AIM OF THE EXERCISE — For each line below that contains the word "FileStore", return that line.

Collected data —

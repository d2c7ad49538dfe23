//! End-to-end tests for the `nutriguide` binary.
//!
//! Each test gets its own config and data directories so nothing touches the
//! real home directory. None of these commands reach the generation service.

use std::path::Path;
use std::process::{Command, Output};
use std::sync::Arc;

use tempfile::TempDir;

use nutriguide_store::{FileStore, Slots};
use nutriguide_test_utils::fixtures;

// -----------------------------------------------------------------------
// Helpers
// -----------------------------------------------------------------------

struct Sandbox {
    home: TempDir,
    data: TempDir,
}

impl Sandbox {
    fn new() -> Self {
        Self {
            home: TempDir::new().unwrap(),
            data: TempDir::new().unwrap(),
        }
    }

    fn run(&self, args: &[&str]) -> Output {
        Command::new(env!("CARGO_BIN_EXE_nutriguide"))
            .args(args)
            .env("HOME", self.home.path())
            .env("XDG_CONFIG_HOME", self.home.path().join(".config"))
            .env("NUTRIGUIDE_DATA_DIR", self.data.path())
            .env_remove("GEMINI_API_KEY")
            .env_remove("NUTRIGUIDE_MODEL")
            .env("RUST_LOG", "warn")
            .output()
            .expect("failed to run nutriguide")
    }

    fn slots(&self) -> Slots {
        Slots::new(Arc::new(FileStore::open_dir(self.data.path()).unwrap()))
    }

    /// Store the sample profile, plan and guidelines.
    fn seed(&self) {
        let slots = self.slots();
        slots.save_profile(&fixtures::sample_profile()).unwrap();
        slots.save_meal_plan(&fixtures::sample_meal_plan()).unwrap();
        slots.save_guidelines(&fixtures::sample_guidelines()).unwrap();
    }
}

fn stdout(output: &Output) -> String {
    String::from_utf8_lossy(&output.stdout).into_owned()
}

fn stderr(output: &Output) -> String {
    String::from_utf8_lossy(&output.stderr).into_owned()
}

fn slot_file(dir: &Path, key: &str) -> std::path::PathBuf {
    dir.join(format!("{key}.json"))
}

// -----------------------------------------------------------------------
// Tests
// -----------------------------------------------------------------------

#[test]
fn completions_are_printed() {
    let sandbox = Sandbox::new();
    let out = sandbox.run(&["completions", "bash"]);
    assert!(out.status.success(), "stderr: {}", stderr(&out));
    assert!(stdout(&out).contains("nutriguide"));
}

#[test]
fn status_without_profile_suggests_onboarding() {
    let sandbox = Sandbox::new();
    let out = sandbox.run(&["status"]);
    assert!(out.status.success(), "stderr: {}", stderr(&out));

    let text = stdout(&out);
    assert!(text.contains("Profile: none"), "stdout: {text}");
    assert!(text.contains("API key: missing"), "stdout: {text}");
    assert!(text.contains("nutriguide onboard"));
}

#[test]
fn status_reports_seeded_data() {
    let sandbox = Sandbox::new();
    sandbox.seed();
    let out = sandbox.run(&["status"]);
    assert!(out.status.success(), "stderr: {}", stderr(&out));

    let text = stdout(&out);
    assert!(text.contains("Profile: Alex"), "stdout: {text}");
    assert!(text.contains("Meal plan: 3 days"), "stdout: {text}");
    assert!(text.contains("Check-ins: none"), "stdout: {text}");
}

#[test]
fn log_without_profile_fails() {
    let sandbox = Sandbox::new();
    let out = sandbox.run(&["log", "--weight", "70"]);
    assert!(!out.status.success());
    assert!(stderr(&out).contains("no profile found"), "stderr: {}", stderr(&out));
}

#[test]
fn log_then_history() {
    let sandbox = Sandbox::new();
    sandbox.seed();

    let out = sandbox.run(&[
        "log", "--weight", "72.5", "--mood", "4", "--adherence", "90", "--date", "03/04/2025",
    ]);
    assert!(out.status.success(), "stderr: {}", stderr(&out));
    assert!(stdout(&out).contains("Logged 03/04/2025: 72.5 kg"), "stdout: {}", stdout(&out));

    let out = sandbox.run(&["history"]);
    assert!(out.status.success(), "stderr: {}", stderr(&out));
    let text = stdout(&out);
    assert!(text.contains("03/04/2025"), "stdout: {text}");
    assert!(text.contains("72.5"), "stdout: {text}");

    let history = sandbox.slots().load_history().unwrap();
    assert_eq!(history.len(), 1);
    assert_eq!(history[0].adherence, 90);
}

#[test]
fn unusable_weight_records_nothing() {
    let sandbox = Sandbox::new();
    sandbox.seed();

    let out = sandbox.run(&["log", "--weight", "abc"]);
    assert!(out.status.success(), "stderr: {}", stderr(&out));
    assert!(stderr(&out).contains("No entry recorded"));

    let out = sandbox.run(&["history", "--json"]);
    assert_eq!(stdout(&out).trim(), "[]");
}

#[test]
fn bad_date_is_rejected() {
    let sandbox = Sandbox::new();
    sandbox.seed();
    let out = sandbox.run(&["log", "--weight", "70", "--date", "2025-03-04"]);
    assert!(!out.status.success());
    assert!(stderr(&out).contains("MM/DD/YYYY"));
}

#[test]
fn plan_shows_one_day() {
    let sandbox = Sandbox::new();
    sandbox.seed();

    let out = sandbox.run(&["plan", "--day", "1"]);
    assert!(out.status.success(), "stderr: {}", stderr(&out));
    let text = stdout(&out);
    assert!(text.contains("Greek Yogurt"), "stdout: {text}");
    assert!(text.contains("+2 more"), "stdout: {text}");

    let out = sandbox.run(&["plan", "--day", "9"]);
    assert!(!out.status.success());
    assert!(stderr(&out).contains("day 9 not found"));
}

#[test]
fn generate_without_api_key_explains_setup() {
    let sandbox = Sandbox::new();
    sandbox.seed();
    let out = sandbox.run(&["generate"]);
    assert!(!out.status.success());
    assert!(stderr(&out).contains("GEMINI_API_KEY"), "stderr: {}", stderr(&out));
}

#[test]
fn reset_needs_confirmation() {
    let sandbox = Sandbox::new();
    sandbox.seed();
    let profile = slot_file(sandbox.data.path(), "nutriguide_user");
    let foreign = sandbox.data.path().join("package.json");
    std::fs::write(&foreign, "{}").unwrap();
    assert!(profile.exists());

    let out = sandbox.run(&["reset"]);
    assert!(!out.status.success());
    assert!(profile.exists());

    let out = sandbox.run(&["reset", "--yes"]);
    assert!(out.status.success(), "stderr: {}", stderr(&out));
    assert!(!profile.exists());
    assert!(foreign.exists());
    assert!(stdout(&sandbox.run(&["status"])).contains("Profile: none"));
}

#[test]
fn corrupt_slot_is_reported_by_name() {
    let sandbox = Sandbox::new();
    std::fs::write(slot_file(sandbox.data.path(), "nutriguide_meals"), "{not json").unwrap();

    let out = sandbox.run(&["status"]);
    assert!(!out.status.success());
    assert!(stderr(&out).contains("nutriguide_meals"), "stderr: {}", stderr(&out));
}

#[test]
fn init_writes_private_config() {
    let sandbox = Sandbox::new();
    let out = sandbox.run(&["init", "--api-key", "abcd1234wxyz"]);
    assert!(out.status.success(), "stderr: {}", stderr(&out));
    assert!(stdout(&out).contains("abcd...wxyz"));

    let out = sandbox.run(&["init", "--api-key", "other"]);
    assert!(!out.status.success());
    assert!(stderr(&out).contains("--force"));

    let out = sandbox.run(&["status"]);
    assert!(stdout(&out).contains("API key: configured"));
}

---

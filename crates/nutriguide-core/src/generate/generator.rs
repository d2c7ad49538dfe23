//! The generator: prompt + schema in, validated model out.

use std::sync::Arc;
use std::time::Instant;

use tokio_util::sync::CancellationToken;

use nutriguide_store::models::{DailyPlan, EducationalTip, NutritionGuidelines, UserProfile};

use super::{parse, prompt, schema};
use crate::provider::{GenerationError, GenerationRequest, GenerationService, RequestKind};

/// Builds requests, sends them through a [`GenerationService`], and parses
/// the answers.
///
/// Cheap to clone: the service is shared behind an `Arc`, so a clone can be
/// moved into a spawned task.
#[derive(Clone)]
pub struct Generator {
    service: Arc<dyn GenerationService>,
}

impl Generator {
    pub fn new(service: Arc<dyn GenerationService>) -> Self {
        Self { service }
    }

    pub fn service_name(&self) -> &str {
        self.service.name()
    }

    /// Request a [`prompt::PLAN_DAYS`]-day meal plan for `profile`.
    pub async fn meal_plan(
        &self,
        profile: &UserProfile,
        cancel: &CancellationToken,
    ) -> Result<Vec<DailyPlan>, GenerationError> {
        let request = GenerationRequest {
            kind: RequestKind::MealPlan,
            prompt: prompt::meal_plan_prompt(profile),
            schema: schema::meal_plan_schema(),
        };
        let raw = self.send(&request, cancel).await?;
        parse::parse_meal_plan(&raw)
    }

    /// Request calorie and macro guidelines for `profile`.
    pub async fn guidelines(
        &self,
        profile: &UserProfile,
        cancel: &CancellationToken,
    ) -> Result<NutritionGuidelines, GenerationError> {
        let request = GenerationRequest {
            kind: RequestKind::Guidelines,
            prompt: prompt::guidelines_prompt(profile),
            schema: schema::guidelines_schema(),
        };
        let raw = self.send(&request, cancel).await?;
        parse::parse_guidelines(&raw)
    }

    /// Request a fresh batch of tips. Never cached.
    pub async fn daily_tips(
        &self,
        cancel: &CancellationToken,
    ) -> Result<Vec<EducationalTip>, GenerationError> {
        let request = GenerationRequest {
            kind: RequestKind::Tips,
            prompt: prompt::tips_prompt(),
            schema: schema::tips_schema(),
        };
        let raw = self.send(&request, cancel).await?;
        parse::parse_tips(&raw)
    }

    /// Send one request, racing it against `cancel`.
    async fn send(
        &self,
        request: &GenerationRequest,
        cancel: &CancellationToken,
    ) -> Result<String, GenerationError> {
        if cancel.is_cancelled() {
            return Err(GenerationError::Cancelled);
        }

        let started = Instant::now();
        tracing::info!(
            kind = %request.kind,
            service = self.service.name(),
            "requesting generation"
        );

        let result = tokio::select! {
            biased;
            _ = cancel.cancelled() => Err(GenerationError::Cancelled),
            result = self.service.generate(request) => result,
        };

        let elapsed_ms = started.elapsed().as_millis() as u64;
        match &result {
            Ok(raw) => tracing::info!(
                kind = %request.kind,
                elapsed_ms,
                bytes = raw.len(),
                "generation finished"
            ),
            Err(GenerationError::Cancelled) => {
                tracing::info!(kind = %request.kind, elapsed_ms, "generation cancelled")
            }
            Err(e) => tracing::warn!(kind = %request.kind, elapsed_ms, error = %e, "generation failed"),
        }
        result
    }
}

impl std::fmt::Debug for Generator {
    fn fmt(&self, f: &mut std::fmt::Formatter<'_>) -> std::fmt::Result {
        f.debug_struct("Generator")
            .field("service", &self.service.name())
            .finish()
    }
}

ANSWER TO THE PROBLEM —
use nutriguide_store::{FileStore, Slots};
        Slots::new(Arc::new(FileStore::open_dir(self.data.path()).unwrap()))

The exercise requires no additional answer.